Pedro Ciriano Perez doesn’t like to call his nonprofit’s approach to teaching computer science “unconventional” — but Geeking Out Kids of Color (GOKiC) definitely has a different strategy.

To open the door to technology to kids who are black, Hispanic, Muslim and other underserved races, ethnicities, religions and genders, GOKiC has a unique philosophy. “We focus around racial equality and gender first,” said Perez, “and from there we’ll teach out.”

Over the past three months, Perez and GOKiC has been one of 21 nonprofits and businesses focused on social good in Seattle’s Social Venture Partners (SVP) Fast Pitch cohort. The program helps participants refine their message, work with mentors and connect with peer organizations. On Saturday, 11 finalists from the program will pitch their enterprises to a live audience, competing for grants and prizes totaling more than $100,000.

GOKiC didn’t make the final cut, but will be part of the Innovator Expo and Reception following the pitches. Other cohort members with a tech connection include the Seattle chapter of Techbridge Girls and Elixir, a nonprofit that helps people who are uninsured due to finances or undocumented status find healthcare through an app.

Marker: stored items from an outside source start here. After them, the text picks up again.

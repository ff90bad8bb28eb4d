//! # skilltree-import
//!
//! CSV bulk import and export for the skilltree taxonomy.
//!
//! Taxonomy files use the columns `name, description, type, parent`; mapping
//! files use `Skill Name, Proficiency Description, Proficiency Level`. An
//! import runs in two phases: structural checks on the whole file, then a
//! row-by-row apply against a repository with progress callbacks, optional
//! pacing, and cooperative cancellation.
//!
//! ```rust,ignore
//! use skilltree_import::{CancelToken, ImportRunner};
//! use skilltree_store::MemoryRepository;
//!
//! let runner = ImportRunner::new(MemoryRepository::with_default_levels());
//! let report = runner
//!     .import_taxonomy(std::fs::File::open("taxonomy.csv")?, &CancelToken::new())
//!     .await?;
//! println!("{} created, {} errors", report.succeeded(), report.failed());
//! ```

pub mod codec;
pub mod report;
pub mod rules;
pub mod runner;

pub use codec::{
    export_mappings, export_taxonomy, mapping_template, parse_mapping_csv, parse_taxonomy_csv,
    repeated_names, taxonomy_template, MappingRow, Parsed, TaxonomyRow,
};
pub use report::{ImportPhase, ImportProgress, ImportReport, ImportedRow, RowError, RowOutcome};
pub use runner::{CancelToken, ImportRunner, ProgressCallback};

“I’d never met people before who were just going out and trying their ideas and making a difference in the community,” said Marium Raza, Elixir’s founder and a sophomore at the University of Washington. “While it is a competition, the cohort is more of a community and learning from people and learning from people’s journeys.”

Perez said the program helped him focus his message, making it easier to find partners and raise dollars to support GOKiC, for which he is the executive director and a co-founder.

The program started holding classes last spring and targets kids in third-to-eighth grades, adding first- and second-grade programs next month. During the school year, they hold three-hour after-school classes once a week at community centers located south of Seattle in SeaTac, Burien and White Center. Women and racial minorities in the tech sector teach the classes. Some 200 kids have participated in GOKiC programs.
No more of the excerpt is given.